#### [What you are asked to do]
Below is a listing. Gather each line of it that contains "crate".

#### [Data for processing]
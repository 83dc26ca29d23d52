//! Browser entry point: binds the page and wires its events to the controller.

use std::rc::Rc;

use wasm_bindgen::prelude::*;
use wasm_bindgen::JsCast;
use wasm_bindgen_futures::{spawn_local, JsFuture};
use tracing::{info, Level};
use tracing_subscriber::EnvFilter;
use web_sys::{console, Document, Event, EventTarget, HtmlInputElement, HtmlTextAreaElement};

use crate::controller::JobFormController;
use crate::errors::ClientError;
use crate::logging::LineMakeWriter;
use crate::models::form::{FormInput, ResumeInput, ResumeMode, UploadedFile};
use crate::render::dom::{element, DomRenderer};
use crate::service::{Endpoints, HttpJobService};

type PageController = JobFormController<HttpJobService, DomRenderer>;

const MODE_RADIOS: &str = "input[name=\"resume_mode\"]";

/// Form inputs read at submit time.
struct FormFields {
    document: Document,
    jd: HtmlTextAreaElement,
    company: HtmlInputElement,
    resume: HtmlTextAreaElement,
    resume_file: HtmlInputElement,
}

impl FormFields {
    fn bind(document: &Document) -> Result<Self, ClientError> {
        Ok(Self {
            document: document.clone(),
            jd: element(document, "jd")?,
            company: element(document, "company")?,
            resume: element(document, "resume")?,
            resume_file: element(document, "resume-docx")?,
        })
    }

    fn checked_mode(&self) -> ResumeMode {
        self.document
            .query_selector(&format!("{MODE_RADIOS}:checked"))
            .ok()
            .flatten()
            .and_then(|el| el.dyn_into::<HtmlInputElement>().ok())
            .and_then(|input| ResumeMode::parse(&input.value()))
            .unwrap_or_default()
    }

    async fn read(&self) -> Result<FormInput, ClientError> {
        let resume = match self.checked_mode() {
            ResumeMode::Paste => ResumeInput::Paste(self.resume.value()),
            ResumeMode::Upload => ResumeInput::Upload(
                self.read_file()
                    .await
                    .map_err(|e| ClientError::FormRead(format!("{e:?}")))?,
            ),
        };
        Ok(FormInput {
            job_description: self.jd.value(),
            company: self.company.value(),
            resume,
        })
    }

    async fn read_file(&self) -> Result<Option<UploadedFile>, JsValue> {
        let Some(file) = self.resume_file.files().and_then(|files| files.get(0)) else {
            return Ok(None);
        };
        let buffer = JsFuture::from(file.array_buffer()).await?;
        let bytes = js_sys::Uint8Array::new(&buffer).to_vec();
        let content_type = file.type_();
        Ok(Some(UploadedFile {
            file_name: file.name(),
            content_type: (!content_type.is_empty()).then_some(content_type),
            bytes: bytes.into(),
        }))
    }
}

fn listen(target: &EventTarget, event: &str, handler: impl FnMut(Event) + 'static) -> Result<(), JsValue> {
    let closure = Closure::<dyn FnMut(Event)>::new(handler);
    target.add_event_listener_with_callback(event, closure.as_ref().unchecked_ref())?;
    closure.forget();
    Ok(())
}

fn console_sink(level: Level, line: &str) {
    let line = JsValue::from_str(line);
    match level {
        Level::ERROR => console::error_1(&line),
        Level::WARN => console::warn_1(&line),
        Level::INFO => console::info_1(&line),
        _ => console::debug_1(&line),
    }
}

/// Routes `tracing` events to the browser console. No clock on wasm32, so
/// events carry no timestamp.
fn init_logging() {
    let filter = EnvFilter::new(concat!(env!("CARGO_PKG_NAME"), "=info"));
    let installed = tracing_subscriber::fmt()
        .with_env_filter(filter)
        .with_writer(LineMakeWriter::new(console_sink))
        .with_ansi(false)
        .without_time()
        .try_init();
    if installed.is_err() {
        console::warn_1(&JsValue::from_str("tracing subscriber already installed"));
    }
}

fn to_js(e: ClientError) -> JsValue {
    JsValue::from_str(&e.to_string())
}

#[wasm_bindgen(start)]
pub fn start() -> Result<(), JsValue> {
    console_error_panic_hook::set_once();
    init_logging();

    let window = web_sys::window().ok_or_else(|| JsValue::from_str("no window"))?;
    let document = window.document().ok_or_else(|| JsValue::from_str("no document"))?;

    let endpoints = Endpoints::parse(&window.location().origin()?).map_err(to_js)?;
    let fields = Rc::new(FormFields::bind(&document).map_err(to_js)?);
    let form: web_sys::Element = element(&document, "generate-form").map_err(to_js)?;
    let redo_btn: web_sys::Element = element(&document, "redo-btn").map_err(to_js)?;
    let renderer = DomRenderer::bind(window, document.clone()).map_err(to_js)?;

    let service = HttpJobService::new(reqwest::Client::new(), endpoints);
    let controller: Rc<PageController> = Rc::new(JobFormController::new(service, renderer));
    info!("tailor v{} bound to the page", env!("CARGO_PKG_VERSION"));

    let radios = document.query_selector_all(MODE_RADIOS)?;
    for i in 0..radios.length() {
        let Some(radio) = radios.item(i) else { continue };
        let controller = controller.clone();
        let fields = fields.clone();
        listen(&radio, "change", move |_| {
            controller.set_mode(fields.checked_mode());
        })?;
    }

    {
        let controller = controller.clone();
        let fields = fields.clone();
        listen(&form, "submit", move |event| {
            event.prevent_default();
            let controller = controller.clone();
            let fields = fields.clone();
            spawn_local(async move {
                controller.generate_from(fields.read()).await;
            });
        })?;
    }

    listen(&redo_btn, "click", move |_| {
        let controller = controller.clone();
        spawn_local(async move {
            controller.regenerate().await;
        });
    })?;

    Ok(())
}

#### [Response to this task]
use crate::controller::JobFormController;
use crate::errors::ClientError;
use crate::logging::LineMakeWriter;
use crate::models::form::{FormInput, ResumeInput, ResumeMode, UploadedFile};
use crate::render::dom::{element, DomRenderer};
use crate::service::{Endpoints, HttpJobService};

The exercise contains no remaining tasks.